August 23, 2020 12:30:44 am
The digital health IDs under the National Digital Health Mission (NDHM) are expected to make it easier to access quality healthcare, says Dr Indu Bhushan, CEO of the National Health Authority implementing the mission. In an interview to The Sunday Express, Bhushan discusses the benefits of the scheme, its pilot in six Union Territories, privacy concerns and how the private sector is expected to participate. Edited excerpts:
Why is NDHM and the Digital Health ID beneficial?
The digital ID is the unifier across all your records. I want to put this out in public that it’s voluntary.
Right now, if you look at any hospital, you would find people carrying their records in some file or some plastic bag … in tattered forms. Sometimes, these records are not fully there. The doctor doesn’t have the benefit of having the full picture of their medical history, so the treatment or the kind of test and diagnostics (they) recommend may not be most optimal.
Here, everything digitised. The patients will have greater information about the kind of treatment given. They will also have access to all the records coming from different hospitals, labs and diagnostic centers and also from public health programs — we have the intention of giving the health ID as the child is born until the death.
It also helps in keeping the health system accountable.
What is the status of the NDHM pilot in six Union Territories?
We’ve started rolling (NDHM) out. The three basic platforms–creation of health ID, creation of doctors registry and the creation of health facility registry — has been completed. Close to 3,000 IDs have been made…across the six Union Territories.
What is the need for a separate Health ID when most of the country already has an Aadhaar card?
The Supreme Court directions are very clear that we can’t use (Aadhaar) for any specific purpose. We can ask for (it) for all those programmes which provide government subsidies…but, as you know, in health there will be a lot of people who don’t have any government subsidies. So, asking and keeping Aadhaar may not be allowed.
It’s not aligned to the Aadhaar Act also.
What factors will encourage private sector participation in NDHM? Could there be a potential for conflict of interest because of their involvement?
The private sector is going to be involved in this mission in a big way, and they will be involved not because of any intent for the welfare of people, but for their own interest and profit motives.

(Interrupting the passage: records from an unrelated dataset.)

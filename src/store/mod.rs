mod sqlite_store;

pub use sqlite_store::{ChoiceUpdate, QuestionSearchResult, QuestionUpdate, SqliteStore};
use chrono::{DateTime, Duration, Utc};
use serde::{Deserialize, Serialize};
use uuid::Uuid;

/// A poll prompt with a scheduled or actual publication instant.
///
/// Questions own their choices: deleting a question removes every choice
/// that belongs to it.
#[derive(Debug, Clone, Serialize, Deserialize)]
pub struct Question {
    pub id: Uuid,
    pub sequence_number: u32,
    pub question_text: String,
    pub pub_date: DateTime<Utc>,
    pub created_at: DateTime<Utc>,
}

impl Question {
    pub fn new(question_text: String, sequence_number: u32) -> Self {
        let now = Utc::now();
        Self {
            id: Uuid::new_v4(),
            sequence_number,
            question_text,
            pub_date: now,
            created_at: now,
        }
    }

    /// Whether `pub_date` falls within the 24 hours leading up to `now`.
    ///
    /// The window is half-open: published exactly at `now` is recent,
    /// published exactly 24 hours before `now` is not, and a future
    /// `pub_date` is never recent.
    pub fn was_published_recently(&self, now: DateTime<Utc>) -> bool {
        self.pub_date <= now && now - self.pub_date < Duration::hours(24)
    }

    /// Whether the question is visible to the public surface at `now`.
    /// Future-dated questions are embargoed.
    pub fn is_published(&self, now: DateTime<Utc>) -> bool {
        self.pub_date <= now
    }
}
//! JSON API for the public polling surface.
//!
//! Handlers read the wall clock once at the request boundary and pass it
//! into the repository, so the embargo and recency rules never consult
//! time on their own. Tallies only appear on the results and vote
//! responses; the detail view is the voting form's data.

pub mod error;

use std::net::SocketAddr;
use std::sync::Arc;

use axum::extract::{Path, State};
use axum::routing::{get, post};
use axum::{Json, Router};
use chrono::{DateTime, Utc};
use serde::{Deserialize, Serialize};
use tokio::net::TcpListener;
use tokio::sync::Mutex;
use tracing::{debug, info, warn};
use uuid::Uuid;

use crate::entity::{Choice, Question};
use crate::store::SqliteStore;
use error::ApiError;

/// Shared server state: the repository behind an async mutex.
#[derive(Clone)]
pub struct AppState {
    store: Arc<Mutex<SqliteStore>>,
}

impl AppState {
    pub fn new(store: SqliteStore) -> Self {
        Self {
            store: Arc::new(Mutex::new(store)),
        }
    }
}

/// A question as rendered on the public listing.
#[derive(Debug, Serialize)]
pub struct QuestionView {
    pub id: Uuid,
    pub sequence_number: u32,
    pub question_text: String,
    pub pub_date: DateTime<Utc>,
    pub was_published_recently: bool,
}

impl QuestionView {
    fn new(question: &Question, now: DateTime<Utc>) -> Self {
        Self {
            id: question.id,
            sequence_number: question.sequence_number,
            question_text: question.question_text.clone(),
            pub_date: question.pub_date,
            was_published_recently: question.was_published_recently(now),
        }
    }
}

/// A choice on the voting form. No tally here: results are a separate view.
#[derive(Debug, Serialize)]
pub struct ChoiceView {
    pub id: Uuid,
    pub choice_text: String,
}

/// A choice with its tally, for results and vote receipts.
#[derive(Debug, Serialize)]
pub struct TallyView {
    pub id: Uuid,
    pub choice_text: String,
    pub votes: u32,
}

impl TallyView {
    fn new(choice: &Choice) -> Self {
        Self {
            id: choice.id,
            choice_text: choice.choice_text.clone(),
            votes: choice.votes,
        }
    }
}

#[derive(Debug, Serialize)]
pub struct QuestionDetail {
    #[serde(flatten)]
    pub question: QuestionView,
    pub choices: Vec<ChoiceView>,
}

#[derive(Debug, Serialize)]
pub struct QuestionResults {
    #[serde(flatten)]
    pub question: QuestionView,
    pub choices: Vec<TallyView>,
}

#[derive(Debug, Deserialize)]
pub struct VotePayload {
    #[serde(default)]
    pub choice_id: Option<Uuid>,
}

#[derive(Debug, Serialize)]
pub struct VoteReceipt {
    pub question_id: Uuid,
    pub choice: TallyView,
}

/// Build the API router.
pub fn router(state: AppState) -> Router {
    Router::new()
        .route("/api/questions", get(list_questions))
        .route("/api/questions/{id}", get(question_detail))
        .route("/api/questions/{id}/results", get(question_results))
        .route("/api/questions/{id}/vote", post(cast_vote))
        .with_state(state)
}

/// Run the API server until ctrl-c.
pub async fn serve(store: SqliteStore, bind: SocketAddr) -> crate::Result<()> {
    info!(db = %store.db_path().display(), "opening store");

    let app = router(AppState::new(store));
    let listener = TcpListener::bind(bind).await?;
    info!(addr = %bind, "pollbox listening");

    axum::serve(listener, app)
        .with_graceful_shutdown(shutdown_signal())
        .await?;

    Ok(())
}

async fn shutdown_signal() {
    if tokio::signal::ctrl_c().await.is_ok() {
        info!("shutdown signal received");
    }
}

async fn list_questions(State(state): State<AppState>) -> Result<Json<Vec<QuestionView>>, ApiError> {
    let now = Utc::now();
    let store = state.store.lock().await;

    let questions = store.list_published(now)?;
    debug!(count = questions.len(), "listed published questions");

    Ok(Json(
        questions.iter().map(|q| QuestionView::new(q, now)).collect(),
    ))
}

async fn question_detail(
    State(state): State<AppState>,
    Path(id): Path<Uuid>,
) -> Result<Json<QuestionDetail>, ApiError> {
    let now = Utc::now();
    let store = state.store.lock().await;

    let question = store.get_published(&id, now)?;
    let choices = store
        .choices_for(&question.id)?
        .iter()
        .map(|c| ChoiceView {
            id: c.id,
            choice_text: c.choice_text.clone(),
        })
        .collect();

    Ok(Json(QuestionDetail {
        question: QuestionView::new(&question, now),
        choices,
    }))
}

async fn question_results(
    State(state): State<AppState>,
    Path(id): Path<Uuid>,
) -> Result<Json<QuestionResults>, ApiError> {
    let now = Utc::now();
    let store = state.store.lock().await;

    let question = store.get_published(&id, now)?;
    let choices = store
        .choices_for(&question.id)?
        .iter()
        .map(TallyView::new)
        .collect();

    Ok(Json(QuestionResults {
        question: QuestionView::new(&question, now),
        choices,
    }))
}

async fn cast_vote(
    State(state): State<AppState>,
    Path(id): Path<Uuid>,
    Json(payload): Json<VotePayload>,
) -> Result<Json<VoteReceipt>, ApiError> {
    let now = Utc::now();

    let choice_id = match payload.choice_id {
        Some(choice_id) => choice_id,
        None => {
            warn!(question_id = %id, "vote without a choice");
            return Err(ApiError::NoChoiceSelected);
        }
    };

    let store = state.store.lock().await;
    match store.cast_vote(&id, &choice_id, now) {
        Ok(choice) => {
            info!(question_id = %id, choice_id = %choice_id, votes = choice.votes, "vote recorded");
            Ok(Json(VoteReceipt {
                question_id: id,
                choice: TallyView::new(&choice),
            }))
        }
        Err(e) => {
            warn!(question_id = %id, choice_id = %choice_id, error = %e, "vote rejected");
            Err(e.into())
        }
    }
}
use clap::Parser;
use pollbox::cli::{
    handle_add_choice, handle_add_question, handle_delete, handle_delete_choice, handle_get,
    handle_init, handle_list, handle_results, handle_search, handle_serve, handle_update,
    handle_update_choice, handle_vote, AddEntity, Cli, Commands,
};

fn main() {
    let cli = Cli::parse();

    let result = match cli.command {
        Commands::Init => handle_init(),
        Commands::Add(add) => match add.entity {
            AddEntity::Question {
                text,
                pub_date,
                json,
            } => handle_add_question(text, pub_date, json),
            AddEntity::Choice {
                text,
                question,
                json,
            } => handle_add_choice(text, question, json),
        },
        Commands::List { published, json } => handle_list(published, json),
        Commands::Get { id, json } => handle_get(id, json),
        Commands::Update {
            id,
            text,
            pub_date,
            json,
        } => handle_update(id, text, pub_date, json),
        Commands::Delete { id, force } => handle_delete(id, force),
        Commands::UpdateChoice { id, text, json } => handle_update_choice(id, text, json),
        Commands::DeleteChoice { id, force } => handle_delete_choice(id, force),
        Commands::Vote {
            question,
            choice,
            json,
        } => handle_vote(question, choice, json),
        Commands::Results { id, json } => handle_results(id, json),
        Commands::Search { query, json } => handle_search(query, json),
        Commands::Serve { bind } => handle_serve(bind),
    };

    if let Err(e) = result {
        eprintln!("Error: {}", e);
        std::process::exit(1);
    }
}
use std::net::SocketAddr;

use clap::{Args, Parser, Subcommand};

#[derive(Parser, Debug)]
#[command(name = "pollbox")]
#[command(version, about = "A self-hosted polling engine")]
#[command(propagate_version = true)]
pub struct Cli {
    #[command(subcommand)]
    pub command: Commands,
}

#[derive(Subcommand, Debug)]
pub enum Commands {
    /// Initialize a new pollbox project in the current directory
    Init,

    /// Add a new question or choice
    Add(AddCommand),

    /// List questions
    List {
        /// Only questions already published (hides scheduled ones)
        #[arg(long)]
        published: bool,

        /// Output as JSON
        #[arg(long)]
        json: bool,
    },

    /// Get a single question with its choices
    Get {
        /// Question ID (sequence number like "3" or UUID prefix like "a1b2c")
        id: String,

        /// Output as JSON
        #[arg(long)]
        json: bool,
    },

    /// Edit a question
    Update {
        /// Question ID (sequence number or UUID prefix)
        id: String,

        /// New question text
        #[arg(long)]
        text: Option<String>,

        /// New publication instant (RFC 3339, or YYYY-MM-DD for midnight UTC)
        #[arg(long = "pub-date")]
        pub_date: Option<String>,

        /// Output as JSON
        #[arg(long)]
        json: bool,
    },

    /// Delete a question and all of its choices
    Delete {
        /// Question ID (sequence number or UUID prefix)
        id: String,

        /// Skip the confirmation prompt
        #[arg(long, short = 'f')]
        force: bool,
    },

    /// Edit a choice's text
    UpdateChoice {
        /// Choice ID (sequence number or UUID prefix)
        id: String,

        /// New choice text
        #[arg(long)]
        text: String,

        /// Output as JSON
        #[arg(long)]
        json: bool,
    },

    /// Delete a choice
    DeleteChoice {
        /// Choice ID (sequence number or UUID prefix)
        id: String,

        /// Skip the confirmation prompt
        #[arg(long, short = 'f')]
        force: bool,
    },

    /// Record a vote for a choice on a published question
    Vote {
        /// Question (sequence number or UUID prefix)
        question: String,

        /// Choice (sequence number or UUID prefix)
        choice: String,

        /// Output as JSON
        #[arg(long)]
        json: bool,
    },

    /// Show vote tallies for a question
    Results {
        /// Question ID (sequence number or UUID prefix)
        id: String,

        /// Output as JSON
        #[arg(long)]
        json: bool,
    },

    /// Full-text search over question text
    Search {
        query: String,

        /// Output as JSON
        #[arg(long)]
        json: bool,
    },

    /// Run the HTTP API server
    Serve {
        /// Address to bind
        #[arg(long, default_value = "127.0.0.1:8000")]
        bind: SocketAddr,
    },
}

#[derive(Args, Debug)]
pub struct AddCommand {
    #[command(subcommand)]
    pub entity: AddEntity,
}

#[derive(Subcommand, Debug)]
pub enum AddEntity {
    /// Add a new question
    Question {
        /// Question text
        text: String,

        /// Publication instant (RFC 3339, or YYYY-MM-DD for midnight UTC).
        /// Defaults to now; a future date schedules the question.
        #[arg(long = "pub-date")]
        pub_date: Option<String>,

        /// Output as JSON
        #[arg(long)]
        json: bool,
    },

    /// Add a choice under an existing question
    Choice {
        /// Choice text
        text: String,

        /// Owning question (sequence number or UUID prefix)
        #[arg(long, short = 'q')]
        question: String,

        /// Output as JSON
        #[arg(long)]
        json: bool,
    },
}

This whole infrastructure is going to be created, owned and controlled by the government, but we will be using a lot of private sector resources in creating it…but, that’s only part of it.
For example, when we develop a road, it is developed, financed, owned and controlled by the government, but not necessarily built by the government. So, we hire private contractors to build it under our supervision. But, on that road, we don’t say that only government vehicles will be running. Private vehicles will run, it will generate a lot of other demands…maybe some dhabas and other services will come up along the line, maybe some malls will come up. So, that road leads to a lot of direct and indirect commercial activities.
The same thing is going to happen with this health backbone infrastructure we are creating. I think that it has the potential for unlocking a lot of creativity and getting a lot of private sector initiatives.
The potential for conflict of interest doesn’t really arise because the whole architecture and the way it has to be developed, is defined by us. We’re just asking them to help us build it. That requires some additional people.
There are some privacy and security concerns flagged with the health IDs. What measures are you implementing to safeguard patient data?
(People) shouldn’t be apprehensive about it all because we, in terms of our policy, ensure that we have privacy by design, and the data is secure and cannot be used for any purpose that it was not intended for. The system is going to improve on the current status quo in a big way. We have this policy framework which has been put in place under this mission.
No personally identifiable information can be shared by any of the hospitals who keep the data.
We (also) have what we call the information security policy, (where) we are following very strict ISO 27,001 norms as a standard and NIST as a framework. There are more than a hundred checks and balances in terms of what kind of firewall should be kept to the kind of protocol that should be in place for data protection.
All these things are evolving issues…as the technology will evolve, so will the policy and the approach that we take for protecting people’s privacy. I am quite confident that our norms and protocols will measure up to the best and latest standards in the world.